Exercise objective – Which lines of the entries contain the string "expected"? Please find them and copy them.

(Dataset entries)
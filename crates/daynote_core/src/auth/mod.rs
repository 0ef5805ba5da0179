//! Credential hashing and authorship authorization.
//!
//! # Responsibility
//! - Hash and verify account passwords.
//! - Decide whether a user may mutate a note.

pub mod password;
pub mod permission;
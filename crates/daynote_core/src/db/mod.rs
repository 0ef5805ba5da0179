//! SQLite storage bootstrap and schema migration entry points.
//!
//! # Responsibility
//! - Open and configure SQLite connections for the note, account and session
//!   stores.
//! - Apply schema migrations in deterministic order.
//!
//! # Invariants
//! - Migration version is tracked via `PRAGMA user_version`.
//! - Core code must not read/write application data before migrations succeed.

use std::error::Error;
use std::fmt::{Display, Formatter};
use std::path::PathBuf;

pub mod migrations;
mod open;

pub use open::{open_db, open_db_in_memory};

pub type DbResult<T> = Result<T, DbError>;

#[derive(Debug)]
pub enum DbError {
    Sqlite(rusqlite::Error),
    /// Parent directory of a database file could not be created.
    CreateDir {
        path: PathBuf,
        source: std::io::Error,
    },
    UnsupportedSchemaVersion {
        db_version: u32,
        latest_supported: u32,
    },
    /// Embedded upgrade scripts are not numbered 1, 2, 3...
    BrokenMigrationSequence {
        position: usize,
        expected: u32,
        found: u32,
    },
}

impl Display for DbError {
    fn fmt(&self, f: &mut Formatter<'_>) -> std::fmt::Result {
        match self {
            Self::Sqlite(err) => write!(f, "{err}"),
            Self::CreateDir { path, source } => write!(
                f,
                "failed to create database directory `{}`: {source}",
                path.display()
            ),
            Self::UnsupportedSchemaVersion {
                db_version,
                latest_supported,
            } => write!(
                f,
                "database schema version {db_version} is newer than supported {latest_supported}"
            ),
            Self::BrokenMigrationSequence {
                position,
                expected,
                found,
            } => write!(
                f,
                "migration at position {position} has version {found}, expected {expected}"
            ),
        }
    }
}

impl Error for DbError {
    fn source(&self) -> Option<&(dyn Error + 'static)> {
        match self {
            Self::Sqlite(err) => Some(err),
            Self::CreateDir { source, .. } => Some(source),
            Self::UnsupportedSchemaVersion { .. } | Self::BrokenMigrationSequence { .. } => None,
        }
    }
}

impl From<rusqlite::Error> for DbError {
    fn from(value: rusqlite::Error) -> Self {
        Self::Sqlite(value)
    }
}
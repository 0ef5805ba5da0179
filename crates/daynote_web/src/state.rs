//! Shared application state handed to every handler.
//!
//! # Invariants
//! - All storage access goes through `with_conn`, one request at a time.
//! - The mutex is never held across an `.await`.

use crate::reply::ApiError;
use daynote_core::{
    AppConfig, AuthService, DeleteNoticePolicy, SqliteTodoRepository, SqliteUserRepository,
    TodoWorkflow,
};
use rusqlite::Connection;
use std::sync::Mutex;
use std::time::Duration;

pub struct AppState {
    conn: Mutex<Connection>,
    session_ttl: Duration,
    delete_notice: DeleteNoticePolicy,
}

impl AppState {
    pub fn new(conn: Connection, config: &AppConfig) -> Self {
        Self {
            conn: Mutex::new(conn),
            session_ttl: config.session_ttl,
            delete_notice: config.delete_notice,
        }
    }

    pub fn session_ttl(&self) -> Duration {
        self.session_ttl
    }

    /// Runs `f` with exclusive access to the database connection.
    pub fn with_conn<T>(
        &self,
        f: impl FnOnce(&mut Connection) -> Result<T, ApiError>,
    ) -> Result<T, ApiError> {
        let mut conn = self
            .conn
            .lock()
            .map_err(|_| ApiError::Internal("database mutex poisoned".to_string()))?;
        f(&mut conn)
    }

    /// Note workflow bound to `conn`, using the configured delete policy.
    pub fn workflow<'c>(
        &self,
        conn: &'c Connection,
    ) -> Result<TodoWorkflow<SqliteTodoRepository<'c>>, ApiError> {
        Ok(TodoWorkflow::with_policy(
            SqliteTodoRepository::try_new(conn)?,
            self.delete_notice,
        ))
    }

    pub fn auth<'c>(
        &self,
        conn: &'c Connection,
    ) -> Result<AuthService<SqliteUserRepository<'c>>, ApiError> {
        Ok(AuthService::new(SqliteUserRepository::try_new(conn)?))
    }
}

Final answer –
        expected: u32,
                expected,
                "migration at position {position} has version {found}, expected {expected}"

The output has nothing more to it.